Leslie Riggle Miller, M.A. is a former ostomate and a doctoral student at the University of Oklahoma in the Department of Sociology. 

6 replies
  1. Sharon Brady
    Sharon Brady says:

    We need a flier or brochure to send to all providers with information regarding pre-op teaching and how important an ostomy support is through support groups after surgery
    Do you have any such inform brochure that we could adapt to our area ?

  2. Gabi Kao
    Gabi Kao says:

    I have had an ostomy for the past 7 years. Previously, I had worked as a pharmacy student in a pharmacy sending out supplies to patients (without any information about what I was doing), this was while I was going to Pharmacy school in the early 60’s. In the mid 70’s I worked in a hospital as a supervisor and one of the areas assigned to me was the GI department. I was again involved with the patients but got no training. Then, I married a gastroenterologist. 7 years ago while working as a hospital pharmacist, my colon burst at work. I was in the ER and OR in minutes and sent home without any information, just some supplies. A few months ago I started having problems with the supplies and I tried calling the hospital I currently am assigned to. Noone was available to help–my husband figured out the problem. I wonder how many patients do not get the information they need? There is noone to ask–

  3. Lois Wall
    Lois Wall says:

    I had my colonoscopy August 2017. Bedside help at the hospital while I was loopy from anesthesia and meds and could hardly keep my eyes open is all I had before I was released. I felt very ignorant about what was before me. All I could do was keep re-reading the printed Info I was given and hope for the best. low self esteem and nervous tension regarding self help were my companions.I prayed a lot and God was with me.

  4. Jim spangler
    Jim spangler says:

    I had my surgery 3 years ago in York Pa. as it was emergency surgery , and I was a real sick pup , I got virtually no prep. for what was to come . 17 days in ICU , and 10 days in an rehab hospital provided almost no help . The supplies they sent me home with were junk , and the Homecall nurses knew nothing . I got 99% of my information from the net . Coloplast has been great , their Ostomy nurses really know there stuff . I can call for info anytime . They send me samples , and keep me up on what’s new .

  5. Richard Hughes
    Richard Hughes says:

    I would like to thank everyone for writing comments and to Leslie for the wonderful research paper. I felt the list of the 13 areas that providers lacked sharing properly to their patients. Reading the list was like reading a biography of mine!
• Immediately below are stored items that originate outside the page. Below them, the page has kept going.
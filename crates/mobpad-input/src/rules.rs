//! Per-category activate and reset rules.
//!
//! Each [`InputRule`] variant owns the field names of its input and turns a
//! pointer position into field updates. Region-based rules need the input's
//! bounding box and are skipped when it is absent; reset never needs one.

use serde::Serialize;

use crate::geometry::{BoundingBox, Point};
use crate::registry::{InputDescriptor, InputKind};
use crate::state::{FieldMap, FieldValue};

/// Displacement a dirpad needs, in relative units, before a direction fires.
pub const DEAD_ZONE: f64 = 0.3;

/// Half-extent in pixels of an analog stick's travel square.
pub const DEFAULT_EXTENT_RADIUS: f64 = 20.0;

/// Whether each dirpad direction fires at a relative position, as
/// `[left, right, up, down]`.
///
/// Thresholds are strict: exactly [`DEAD_ZONE`] does not fire.
pub fn dirpad_directions(rel_x: f64, rel_y: f64) -> [bool; 4] {
    [
        rel_x < -DEAD_ZONE,
        rel_x > DEAD_ZONE,
        rel_y < -DEAD_ZONE,
        rel_y > DEAD_ZONE,
    ]
}

/// Map a relative vertical position to a trigger value.
///
/// Top edge maps to 1, bottom edge to 0. Positions outside the box overshoot
/// that range and are left unclamped.
pub fn axis_1d_value(rel_y: f64) -> f64 {
    (-rel_y / 2.0) + 0.5
}

/// Project a vector longer than 1 onto the unit circle, keeping its direction.
pub fn clamp_to_unit_circle(x: f64, y: f64) -> (f64, f64) {
    let magnitude = x.hypot(y);
    if magnitude > 1.0 {
        (x / magnitude, y / magnitude)
    } else {
        (x, y)
    }
}

/// Inputs to a rule activation.
#[derive(Debug, Clone, Copy)]
pub struct Activation<'a> {
    /// Current pointer position
    pub point: Point,
    /// Where the pointer went down
    pub origin: Point,
    /// Half-extent of the analog stick square
    pub extent_radius: f64,
    /// The input's located region, if any
    pub region: Option<&'a BoundingBox>,
}

/// Activate/reset behaviour for one logical input.
#[derive(Debug, Clone, PartialEq, Eq, Serialize)]
#[serde(tag = "kind", content = "id", rename_all = "snake_case")]
pub enum InputRule {
    /// Boolean field `{id}`
    Button(String),
    /// Boolean fields `{id}_LEFT`, `{id}_RIGHT`, `{id}_UP`, `{id}_DOWN`
    Dirpad(String),
    /// Numeric field `{id}`
    #[serde(rename = "axis_1d")]
    Axis1D(String),
    /// Numeric fields `{id}X` and `{id}Y`
    #[serde(rename = "axis_2d")]
    Axis2D(String),
}

impl InputRule {
    /// The input id this rule drives.
    pub fn id(&self) -> &str {
        match self {
            InputRule::Button(id)
            | InputRule::Dirpad(id)
            | InputRule::Axis1D(id)
            | InputRule::Axis2D(id) => id,
        }
    }

    /// The input category.
    pub fn kind(&self) -> InputKind {
        match self {
            InputRule::Button(_) => InputKind::Button,
            InputRule::Dirpad(_) => InputKind::Dirpad,
            InputRule::Axis1D(_) => InputKind::Axis1D,
            InputRule::Axis2D(_) => InputKind::Axis2D,
        }
    }

    /// Names of every field this rule writes.
    pub fn field_names(&self) -> Vec<String> {
        match self {
            InputRule::Button(id) | InputRule::Axis1D(id) => vec![id.clone()],
            InputRule::Dirpad(id) => dirpad_fields(id).into_iter().collect(),
            InputRule::Axis2D(id) => axis_2d_fields(id).into_iter().collect(),
        }
    }

    /// Field updates for a press or drag.
    ///
    /// Returns `None` when a region-based rule has no bounding box.
    pub fn activate(&self, activation: &Activation<'_>) -> Option<FieldMap> {
        let mut updates = FieldMap::new();
        match self {
            InputRule::Button(id) => {
                updates.insert(id.clone(), FieldValue::Bool(true));
            }
            InputRule::Dirpad(id) => {
                let (rel_x, rel_y) = activation.region?.relative_position(activation.point);
                for (field, fired) in dirpad_fields(id).into_iter().zip(dirpad_directions(rel_x, rel_y)) {
                    updates.insert(field, FieldValue::Bool(fired));
                }
            }
            InputRule::Axis1D(id) => {
                let (_, rel_y) = activation.region?.relative_position(activation.point);
                updates.insert(id.clone(), FieldValue::Axis(axis_1d_value(rel_y)));
            }
            InputRule::Axis2D(id) => {
                let travel = BoundingBox::around(activation.origin, activation.extent_radius);
                let (rel_x, rel_y) = travel.relative_position(activation.point);
                let (x, y) = clamp_to_unit_circle(rel_x, rel_y);
                let [field_x, field_y] = axis_2d_fields(id);
                updates.insert(field_x, FieldValue::Axis(x));
                updates.insert(field_y, FieldValue::Axis(y));
            }
        }
        Some(updates)
    }

    /// Field updates returning the input to neutral.
    pub fn reset(&self) -> FieldMap {
        let neutral = match self {
            InputRule::Button(_) | InputRule::Dirpad(_) => FieldValue::Bool(false),
            InputRule::Axis1D(_) | InputRule::Axis2D(_) => FieldValue::Axis(0.0),
        };
        self.field_names()
            .into_iter()
            .map(|field| (field, neutral))
            .collect()
    }
}

impl From<&InputDescriptor> for InputRule {
    fn from(descriptor: &InputDescriptor) -> Self {
        let id = descriptor.id().to_owned();
        match descriptor.kind() {
            InputKind::Button => InputRule::Button(id),
            InputKind::Dirpad => InputRule::Dirpad(id),
            InputKind::Axis1D => InputRule::Axis1D(id),
            InputKind::Axis2D => InputRule::Axis2D(id),
        }
    }
}

fn dirpad_fields(id: &str) -> [String; 4] {
    ["LEFT", "RIGHT", "UP", "DOWN"].map(|direction| format!("{id}_{direction}"))
}

fn axis_2d_fields(id: &str) -> [String; 2] {
    [format!("{id}X"), format!("{id}Y")]
}

#[cfg(test)]
mod tests {
    use super::*;

    fn approx(a: f64, b: f64) -> bool {
        (a - b).abs() < 1e-9
    }

    fn axis(updates: &FieldMap, field: &str) -> f64 {
        updates.get(field).and_then(FieldValue::as_axis).unwrap_or(f64::NAN)
    }

    fn flag(updates: &FieldMap, field: &str) -> Option<bool> {
        updates.get(field).and_then(FieldValue::as_bool)
    }

    fn activation(point: Point, region: Option<&BoundingBox>) -> Activation<'_> {
        Activation {
            point,
            origin: point,
            extent_radius: DEFAULT_EXTENT_RADIUS,
            region,
        }
    }

    #[test]
    fn test_dead_zone_is_strict() {
        assert_eq!(dirpad_directions(0.3, 0.0), [false; 4]);
        assert_eq!(dirpad_directions(-0.3, 0.3), [false; 4]);
        assert_eq!(dirpad_directions(0.31, 0.0), [false, true, false, false]);
        assert_eq!(dirpad_directions(-0.5, 0.9), [true, false, false, true]);
    }

    #[test]
    fn test_dirpad_activation_uses_region_centre() {
        let rule = InputRule::Dirpad("BUTTON_DPAD".into());
        let region = BoundingBox::new(0.0, 0.0, 100.0, 100.0);
        let updates = rule.activate(&activation(Point::new(95.0, 5.0), Some(&region)));
        let Some(updates) = updates else {
            panic!("dirpad with a region must activate");
        };
        assert_eq!(flag(&updates, "BUTTON_DPAD_RIGHT"), Some(true));
        assert_eq!(flag(&updates, "BUTTON_DPAD_UP"), Some(true));
        assert_eq!(flag(&updates, "BUTTON_DPAD_LEFT"), Some(false));
        assert_eq!(flag(&updates, "BUTTON_DPAD_DOWN"), Some(false));
    }

    #[test]
    fn test_region_rules_skip_without_box() {
        let point = Point::new(1.0, 1.0);
        assert!(InputRule::Dirpad("D".into()).activate(&activation(point, None)).is_none());
        assert!(InputRule::Axis1D("T".into()).activate(&activation(point, None)).is_none());
        assert!(InputRule::Button("B".into()).activate(&activation(point, None)).is_some());
        assert!(InputRule::Axis2D("S".into()).activate(&activation(point, None)).is_some());
    }

    #[test]
    fn test_axis_1d_maps_top_to_one() {
        let rule = InputRule::Axis1D("AXIS_TRIGGERRIGHT".into());
        let region = BoundingBox::new(0.0, 100.0, 20.0, 200.0);
        let value_at = |y: f64| {
            rule.activate(&activation(Point::new(10.0, y), Some(&region)))
                .map_or(f64::NAN, |updates| axis(&updates, "AXIS_TRIGGERRIGHT"))
        };
        assert!(approx(value_at(200.0), 0.5));
        assert!(approx(value_at(100.0), 1.0));
        assert!(approx(value_at(300.0), 0.0));
        assert!(value_at(0.0) > 1.0);
    }

    #[test]
    fn test_axis_2d_is_relative_to_origin() {
        let rule = InputRule::Axis2D("AXIS_LEFT".into());
        let updates = rule.activate(&Activation {
            point: Point::new(110.0, 100.0),
            origin: Point::new(100.0, 100.0),
            extent_radius: 20.0,
            region: None,
        });
        let Some(updates) = updates else {
            panic!("sticks never need a region");
        };
        assert!(approx(axis(&updates, "AXIS_LEFTX"), 0.5));
        assert!(approx(axis(&updates, "AXIS_LEFTY"), 0.0));
    }

    #[test]
    fn test_axis_2d_clamps_diagonal_to_unit_circle() {
        let (x, y) = clamp_to_unit_circle(1.0, 1.0);
        assert!(approx(x.hypot(y), 1.0));
        assert!(approx(x / y, 1.0));
        assert_eq!(clamp_to_unit_circle(0.25, -0.5), (0.25, -0.5));
    }

    #[test]
    fn test_reset_is_neutral() {
        let dirpad = InputRule::Dirpad("BUTTON_DPAD".into()).reset();
        assert_eq!(dirpad.len(), 4);
        assert!(dirpad.values().all(|value| *value == FieldValue::Bool(false)));

        let stick = InputRule::Axis2D("AXIS_RIGHT".into()).reset();
        assert_eq!(
            stick.keys().map(String::as_str).collect::<Vec<_>>(),
            ["AXIS_RIGHTX", "AXIS_RIGHTY"]
        );
        assert!(approx(axis(&stick, "AXIS_RIGHTX"), 0.0));

        let button = InputRule::Button("BUTTON_A".into()).reset();
        assert_eq!(flag(&button, "BUTTON_A"), Some(false));
    }
}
My family was simply horrified at the small amount of time spent preparing me for how to deal with my ileostomy when I returned home. Some nurses informed me they didn’t know enough about ostomies and told me they would find a nurse who knew more about them. My ostomy nurse told me that all floor nurses should know about this subject because it was required in nursing school. I was also not informed of any support groups in the area, but when I got home I looked on the internet and there was a support group at the same hospital I was in!